··· GIVEN RECORDS ···

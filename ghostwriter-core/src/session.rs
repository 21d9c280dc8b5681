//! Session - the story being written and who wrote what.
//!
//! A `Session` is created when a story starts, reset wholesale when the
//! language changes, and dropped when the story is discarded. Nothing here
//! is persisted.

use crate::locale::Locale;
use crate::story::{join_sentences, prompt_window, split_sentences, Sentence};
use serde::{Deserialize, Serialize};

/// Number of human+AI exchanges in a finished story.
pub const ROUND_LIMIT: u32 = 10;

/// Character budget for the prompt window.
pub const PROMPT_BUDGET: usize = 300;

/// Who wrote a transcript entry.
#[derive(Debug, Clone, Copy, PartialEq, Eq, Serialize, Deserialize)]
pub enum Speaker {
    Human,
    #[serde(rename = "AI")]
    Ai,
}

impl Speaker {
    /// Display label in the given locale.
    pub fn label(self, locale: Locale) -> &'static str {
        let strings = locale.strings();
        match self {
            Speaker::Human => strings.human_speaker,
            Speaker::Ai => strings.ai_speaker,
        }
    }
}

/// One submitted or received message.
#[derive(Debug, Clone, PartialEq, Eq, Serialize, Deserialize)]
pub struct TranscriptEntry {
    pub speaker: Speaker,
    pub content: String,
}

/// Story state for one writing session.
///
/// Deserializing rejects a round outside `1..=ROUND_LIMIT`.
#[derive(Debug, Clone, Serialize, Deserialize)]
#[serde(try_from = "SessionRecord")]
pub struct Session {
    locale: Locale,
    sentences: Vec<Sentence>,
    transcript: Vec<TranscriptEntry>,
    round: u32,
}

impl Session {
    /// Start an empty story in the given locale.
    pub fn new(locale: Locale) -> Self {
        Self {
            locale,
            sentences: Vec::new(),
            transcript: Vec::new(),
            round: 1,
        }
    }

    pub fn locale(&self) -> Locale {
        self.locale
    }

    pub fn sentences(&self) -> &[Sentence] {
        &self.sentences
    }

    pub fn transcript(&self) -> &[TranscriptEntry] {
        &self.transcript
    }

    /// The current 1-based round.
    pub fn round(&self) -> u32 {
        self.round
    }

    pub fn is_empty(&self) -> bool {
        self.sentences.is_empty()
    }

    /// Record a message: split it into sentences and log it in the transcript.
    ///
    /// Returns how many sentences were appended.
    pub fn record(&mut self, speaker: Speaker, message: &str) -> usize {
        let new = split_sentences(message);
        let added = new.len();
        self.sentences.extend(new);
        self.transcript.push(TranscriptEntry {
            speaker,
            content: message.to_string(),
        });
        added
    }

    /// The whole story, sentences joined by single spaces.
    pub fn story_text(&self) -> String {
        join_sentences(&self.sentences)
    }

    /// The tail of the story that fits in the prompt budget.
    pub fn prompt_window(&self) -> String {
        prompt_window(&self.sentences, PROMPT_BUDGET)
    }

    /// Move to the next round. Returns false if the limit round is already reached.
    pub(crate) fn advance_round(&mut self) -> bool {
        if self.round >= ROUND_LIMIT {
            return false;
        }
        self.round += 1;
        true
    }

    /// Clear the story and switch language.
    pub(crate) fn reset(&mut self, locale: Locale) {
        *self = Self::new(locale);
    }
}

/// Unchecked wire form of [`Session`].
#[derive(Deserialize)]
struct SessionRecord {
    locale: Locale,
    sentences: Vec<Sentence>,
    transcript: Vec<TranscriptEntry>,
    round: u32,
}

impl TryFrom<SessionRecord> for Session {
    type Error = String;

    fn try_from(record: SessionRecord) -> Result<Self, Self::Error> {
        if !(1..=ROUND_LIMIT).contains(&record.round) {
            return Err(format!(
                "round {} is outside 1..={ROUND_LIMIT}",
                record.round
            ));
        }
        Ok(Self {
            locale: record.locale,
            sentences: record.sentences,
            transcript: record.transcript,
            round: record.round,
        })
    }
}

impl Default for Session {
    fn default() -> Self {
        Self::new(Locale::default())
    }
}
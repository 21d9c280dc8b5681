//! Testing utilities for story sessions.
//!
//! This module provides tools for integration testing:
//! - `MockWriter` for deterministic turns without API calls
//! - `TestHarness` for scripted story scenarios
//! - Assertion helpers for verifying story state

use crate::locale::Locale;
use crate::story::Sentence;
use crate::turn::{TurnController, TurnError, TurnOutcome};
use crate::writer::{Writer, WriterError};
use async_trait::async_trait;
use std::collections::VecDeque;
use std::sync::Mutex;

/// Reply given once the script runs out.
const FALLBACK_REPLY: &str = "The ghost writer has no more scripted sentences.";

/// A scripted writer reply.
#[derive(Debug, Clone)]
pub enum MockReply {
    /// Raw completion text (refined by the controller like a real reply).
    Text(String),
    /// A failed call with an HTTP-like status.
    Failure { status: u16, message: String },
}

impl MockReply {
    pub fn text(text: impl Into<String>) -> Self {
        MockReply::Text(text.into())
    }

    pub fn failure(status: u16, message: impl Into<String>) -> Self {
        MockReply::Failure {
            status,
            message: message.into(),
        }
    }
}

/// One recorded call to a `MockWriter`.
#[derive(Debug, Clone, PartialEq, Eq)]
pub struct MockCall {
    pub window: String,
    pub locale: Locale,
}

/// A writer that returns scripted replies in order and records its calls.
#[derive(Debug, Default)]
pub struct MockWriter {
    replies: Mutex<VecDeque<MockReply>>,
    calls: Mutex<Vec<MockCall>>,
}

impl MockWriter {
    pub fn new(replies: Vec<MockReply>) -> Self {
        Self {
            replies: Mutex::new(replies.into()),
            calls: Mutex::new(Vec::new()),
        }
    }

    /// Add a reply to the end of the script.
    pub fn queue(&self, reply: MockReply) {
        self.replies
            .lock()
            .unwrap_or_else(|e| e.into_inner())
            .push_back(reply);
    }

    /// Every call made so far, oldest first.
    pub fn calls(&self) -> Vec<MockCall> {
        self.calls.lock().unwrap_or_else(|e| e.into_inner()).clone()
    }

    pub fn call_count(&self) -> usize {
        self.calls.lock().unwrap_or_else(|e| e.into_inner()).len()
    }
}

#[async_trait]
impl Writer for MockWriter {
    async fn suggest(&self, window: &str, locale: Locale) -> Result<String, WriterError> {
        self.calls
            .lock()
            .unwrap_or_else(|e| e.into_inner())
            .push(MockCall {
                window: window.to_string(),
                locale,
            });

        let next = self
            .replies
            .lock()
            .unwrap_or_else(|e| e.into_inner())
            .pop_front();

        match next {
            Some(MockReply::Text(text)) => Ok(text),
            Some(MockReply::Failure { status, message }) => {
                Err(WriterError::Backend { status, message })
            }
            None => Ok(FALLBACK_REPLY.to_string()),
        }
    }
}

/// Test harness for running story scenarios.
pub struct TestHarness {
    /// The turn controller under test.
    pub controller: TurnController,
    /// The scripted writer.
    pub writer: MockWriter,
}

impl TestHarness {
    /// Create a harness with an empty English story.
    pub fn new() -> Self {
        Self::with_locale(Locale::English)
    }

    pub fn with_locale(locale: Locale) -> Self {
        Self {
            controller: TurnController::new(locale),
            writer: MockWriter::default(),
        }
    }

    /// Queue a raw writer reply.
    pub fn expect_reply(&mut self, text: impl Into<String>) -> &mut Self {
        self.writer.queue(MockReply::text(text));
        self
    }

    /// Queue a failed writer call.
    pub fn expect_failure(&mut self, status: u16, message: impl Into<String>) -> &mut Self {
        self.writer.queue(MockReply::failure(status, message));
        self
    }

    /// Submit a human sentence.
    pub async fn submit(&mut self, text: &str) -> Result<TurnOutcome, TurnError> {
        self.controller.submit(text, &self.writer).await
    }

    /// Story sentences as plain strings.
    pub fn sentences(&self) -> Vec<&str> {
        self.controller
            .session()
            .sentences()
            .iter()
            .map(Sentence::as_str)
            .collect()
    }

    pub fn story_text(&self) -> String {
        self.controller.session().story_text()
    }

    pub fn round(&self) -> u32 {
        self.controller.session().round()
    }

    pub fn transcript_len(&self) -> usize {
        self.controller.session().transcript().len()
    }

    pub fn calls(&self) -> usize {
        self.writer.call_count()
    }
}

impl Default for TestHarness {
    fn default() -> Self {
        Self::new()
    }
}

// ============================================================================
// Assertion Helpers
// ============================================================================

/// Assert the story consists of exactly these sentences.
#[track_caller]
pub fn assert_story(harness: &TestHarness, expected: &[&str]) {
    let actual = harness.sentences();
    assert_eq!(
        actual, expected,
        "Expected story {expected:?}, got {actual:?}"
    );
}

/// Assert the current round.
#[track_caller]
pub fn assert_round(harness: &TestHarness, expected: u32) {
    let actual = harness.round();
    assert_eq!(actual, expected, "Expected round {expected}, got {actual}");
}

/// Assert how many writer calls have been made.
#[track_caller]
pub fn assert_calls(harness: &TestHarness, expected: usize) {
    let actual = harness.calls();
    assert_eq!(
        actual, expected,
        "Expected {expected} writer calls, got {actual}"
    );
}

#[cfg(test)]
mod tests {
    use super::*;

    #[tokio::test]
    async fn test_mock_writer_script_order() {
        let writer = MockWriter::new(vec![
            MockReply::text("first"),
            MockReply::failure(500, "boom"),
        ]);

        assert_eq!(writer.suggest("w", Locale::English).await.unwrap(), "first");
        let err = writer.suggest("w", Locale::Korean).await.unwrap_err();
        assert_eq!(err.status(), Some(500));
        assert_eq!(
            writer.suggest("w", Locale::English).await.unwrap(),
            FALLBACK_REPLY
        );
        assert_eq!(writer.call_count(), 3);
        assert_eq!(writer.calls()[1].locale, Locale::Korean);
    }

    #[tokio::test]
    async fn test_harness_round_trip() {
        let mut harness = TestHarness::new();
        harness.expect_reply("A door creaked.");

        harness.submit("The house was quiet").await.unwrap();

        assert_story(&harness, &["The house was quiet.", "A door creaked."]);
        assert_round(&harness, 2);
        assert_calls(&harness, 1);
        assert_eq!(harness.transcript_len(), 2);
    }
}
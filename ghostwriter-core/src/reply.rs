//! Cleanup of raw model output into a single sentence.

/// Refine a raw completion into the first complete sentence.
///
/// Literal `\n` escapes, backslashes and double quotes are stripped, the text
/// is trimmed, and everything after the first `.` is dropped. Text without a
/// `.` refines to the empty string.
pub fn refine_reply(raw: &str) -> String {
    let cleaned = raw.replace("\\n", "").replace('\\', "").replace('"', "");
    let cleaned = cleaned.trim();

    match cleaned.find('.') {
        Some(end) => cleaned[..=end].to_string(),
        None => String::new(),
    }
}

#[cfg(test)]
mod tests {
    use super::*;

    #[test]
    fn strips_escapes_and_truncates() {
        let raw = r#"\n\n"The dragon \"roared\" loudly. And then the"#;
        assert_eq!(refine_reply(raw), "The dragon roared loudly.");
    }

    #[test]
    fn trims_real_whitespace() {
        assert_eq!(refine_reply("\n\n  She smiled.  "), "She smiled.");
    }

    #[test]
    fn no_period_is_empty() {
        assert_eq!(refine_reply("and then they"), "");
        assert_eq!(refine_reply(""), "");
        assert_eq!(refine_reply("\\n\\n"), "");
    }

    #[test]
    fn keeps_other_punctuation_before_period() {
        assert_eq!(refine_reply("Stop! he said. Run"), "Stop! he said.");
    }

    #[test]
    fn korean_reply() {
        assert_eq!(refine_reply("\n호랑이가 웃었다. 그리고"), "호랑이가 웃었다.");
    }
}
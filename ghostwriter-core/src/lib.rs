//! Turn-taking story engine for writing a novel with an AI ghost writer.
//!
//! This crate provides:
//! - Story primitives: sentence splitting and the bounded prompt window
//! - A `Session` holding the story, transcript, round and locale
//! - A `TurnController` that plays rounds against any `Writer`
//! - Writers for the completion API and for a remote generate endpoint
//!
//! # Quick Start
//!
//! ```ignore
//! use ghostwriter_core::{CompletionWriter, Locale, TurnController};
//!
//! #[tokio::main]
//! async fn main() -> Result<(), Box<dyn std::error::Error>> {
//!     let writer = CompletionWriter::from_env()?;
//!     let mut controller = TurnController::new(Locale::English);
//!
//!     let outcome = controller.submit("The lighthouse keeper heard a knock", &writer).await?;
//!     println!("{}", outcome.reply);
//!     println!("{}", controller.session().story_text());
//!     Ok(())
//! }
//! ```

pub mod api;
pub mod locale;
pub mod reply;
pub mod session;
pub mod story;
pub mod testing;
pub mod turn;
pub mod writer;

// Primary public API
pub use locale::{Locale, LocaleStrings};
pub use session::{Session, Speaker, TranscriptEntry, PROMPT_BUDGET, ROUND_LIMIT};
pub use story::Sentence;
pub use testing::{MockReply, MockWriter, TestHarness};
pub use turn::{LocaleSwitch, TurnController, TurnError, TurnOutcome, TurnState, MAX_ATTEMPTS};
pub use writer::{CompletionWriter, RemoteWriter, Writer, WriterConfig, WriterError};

···

INSTRUCTIONS FOR THE TASK:
Using the entries shown above, reproduce verbatim the lines from the line bearing "let mut harness = TestHarness::new();" to the line bearing "pub fn refine_reply(raw: &str)", inclusive.

RESPONSE TO THE TASK:
        let mut harness = TestHarness::new();
        harness.expect_reply("A door creaked.");

        harness.submit("The house was quiet").await.unwrap();

        assert_story(&harness, &["The house was quiet.", "A door creaked."]);
        assert_round(&harness, 2);
        assert_calls(&harness, 1);
        assert_eq!(harness.transcript_len(), 2);
    }
}
filename ghostwriter-core/src/reply.rs
//! Cleanup of raw model output into a single sentence.

/// Refine a raw completion into the first complete sentence.
///
/// Literal `\n` escapes, backslashes and double quotes are stripped, the text
/// is trimmed, and everything after the first `.` is dropped. Text without a
/// `.` refines to the empty string.
pub fn refine_reply(raw: &str) -> String {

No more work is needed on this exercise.